She heard all the rumors, but Nicole Hause wasn't ready to believe it. It just seemed unlikely to her that an ages-old, tradition-bound event like the Olympics would actually welcome skateboarding.

"I was like, 'Nah, it's not going to happen,' " said Hause, from Stillwater. "A year and a half ago, when they said it was in, I was like, 'Are we sure about this?' It took me a while to figure out that it was for sure. And it still seems crazy that it happened."

With skateboarding officially on the program for the 2020 Olympics in Tokyo, Hause wants to take the next step: making sure she's included in the Summer Games, too. A member of USA Skateboarding's first-ever national team, she returned to her home state this week to compete Friday in Women's Park at the X Games. The four-day, multisport event starts Thursday at U.S. Bank Stadium.

The contest will be only the second for Hause this season as she continues to recover from a serious knee injury. While she's still regaining consistency with her current tricks, a group of young skaters — including four prodigies from Japan — is adding impressive new ones to their arsenals with more haste than usual.

Misugu Okamoto, who just turned 13, currently is the only woman who can land a well-executed 540: flying up off the lip of the wall and spinning 1½ rotations in the air. Hause will be working on 540s herself and expects she'll be performing them soon. With skateboarding making its Olympic debut a year from now, she knows she can't afford to stand still.

"Our sport is progressing really fast," said Hause, 21. "What people see the guys doing in [the X Games] is similar to what the girls will probably be doing by the Olympics. Not with as much power as a 6-foot dude, but similar tricks. And I can't even imagine what the dudes will be doing.

"Some people don't want to go outside their comfort zone and learn new stuff. I think it's cool. Our sport is all about progression, and this makes you progress at a faster rate. It's all about working hard and trying to catch up with Japan."

Hause placed ninth in last year's world championships in Nanjing, China. She returned to that city in mid-July for an Olympic qualifying event and finished 23rd to pick up her first Olympic ranking points of the year.

The United States can qualify up to three skaters of each gender in each of the Olympics' two events, Park and Street. Athletes must participate in a set number of qualifying events in 2019 and 2020. Those with the highest point totals will be named to the Olympic team.

Hause got back on her board only three weeks ago, missing the first Olympic qualifier in June because of a rare type of injury to her left knee. What she thought was simple swelling and pain from a fall in training was actually a Morel-Lavallée lesion, a condition that occurs when muscle or other subcutaneous tissue tears away from the connective tissue just under the skin. Because it damages blood vessels, it can lead to infection and even gangrene if not promptly treated.

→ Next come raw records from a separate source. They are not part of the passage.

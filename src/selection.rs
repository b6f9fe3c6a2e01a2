use crate::registry::{Node, NodeId};
use slint::SharedString;

/// Default value of the inspector's priority field.
pub const DEFAULT_PRIORITY_INDEX: i32 = 1000;

/// Single-node selection.
///
/// Holds at most one id. The editor clears it when the selected node is
/// deleted, so it never points at a node that is gone.
#[derive(Clone, Copy, Debug, Default, PartialEq, Eq)]
pub struct Selection {
    selected: Option<NodeId>,
}

impl Selection {
    pub fn new() -> Self {
        Self::default()
    }

    /// Select `id`, replacing any previous selection.
    ///
    /// Returns `true` if the selection changed.
    pub fn select(&mut self, id: NodeId) -> bool {
        if self.selected == Some(id) {
            return false;
        }
        self.selected = Some(id);
        true
    }

    /// Clear the current selection
    pub fn clear(&mut self) {
        self.selected = None;
    }

    pub fn selected(&self) -> Option<NodeId> {
        self.selected
    }

    /// Check if an ID is selected
    pub fn contains(&self, id: NodeId) -> bool {
        self.selected == Some(id)
    }

    pub fn is_empty(&self) -> bool {
        self.selected.is_none()
    }

    /// React to a node leaving the registry: only clears if it was selected.
    pub fn node_removed(&mut self, id: NodeId) {
        if self.contains(id) {
            self.selected = None;
        }
    }
}

/// Inspector panel bound to the selected node.
///
/// `id` and `label` mirror the node. The two draft fields are display state
/// only; editing them never changes the node registry.
#[derive(Clone, Debug, PartialEq)]
pub struct Inspector {
    id: NodeId,
    label: SharedString,
    custom_identifier: SharedString,
    priority_index: i32,
}

impl Inspector {
    /// Bind a fresh inspector to `node`, seeding the drafts.
    pub fn bind(node: &Node) -> Self {
        Self {
            id: node.id(),
            label: node.label().clone(),
            custom_identifier: default_identifier(node.label()).into(),
            priority_index: DEFAULT_PRIORITY_INDEX,
        }
    }

    pub fn id(&self) -> NodeId {
        self.id
    }

    pub fn label(&self) -> &SharedString {
        &self.label
    }

    pub fn custom_identifier(&self) -> &SharedString {
        &self.custom_identifier
    }

    pub fn set_custom_identifier(&mut self, value: impl Into<SharedString>) {
        self.custom_identifier = value.into();
    }

    pub fn priority_index(&self) -> i32 {
        self.priority_index
    }

    pub fn set_priority_index(&mut self, value: i32) {
        self.priority_index = value;
    }
}

/// Lower-case the label and replace each whitespace character with `_`.
pub fn default_identifier(label: &str) -> String {
    label
        .chars()
        .map(|c| if c.is_whitespace() { '_' } else { c })
        .flat_map(char::to_lowercase)
        .collect()
}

In Hause's case, the tear involved the quadriceps muscle above her knee. "Part of my muscle is not attached there still," she said. "It takes a while for the blood vessels and everything else to get back to normal. It might take a year, it might take less, but I'm about 90 percent [healed] at this point."

At last month's International Skateboarding Open in China, Hause was able to do tricks she hadn't done in four months. The X Games will give her a fresh chance to gauge herself against the world's best, in a competition she expects to preview the Women's Park contest at next summer's Olympics.

The favorites will include three Japanese teenagers: Okamoto, Sakura Yosozumi and Mami Tezuka. Okamoto currently leads the Olympic qualifying rankings, with Yosozumi second and Tezuka eighth. A pair of preteens — 10-year-old Kokona Hiraki of Japan and 11-year-old Sky Brown of Great Britain — also are among the standouts in the 12-skater field.

With the Olympics pushing the pace of progress, Hause expects the advances she will make over the coming year will equal what it would have taken two or three years to achieve in the past. She will return to her home base in Oceanside, Calif., after the X Games to put in more training, then compete in the world championships in Sao Paulo, Brazil, from September 10-15.

Hause said the progress in the other big component of her sport — performing with style, speed and height — is even more impressive than the upgraded tricks. Though she won't have anything new to unveil Friday, she's counting on her personal flair to entertain the 150 relatives and friends who will be at U.S. Bank Stadium.

"I'm going to try to put on the best show I can," she said. "At the end of the day, this is a big TV show. So whatever you can do to stoke out the crowd, that's what X Games is all about."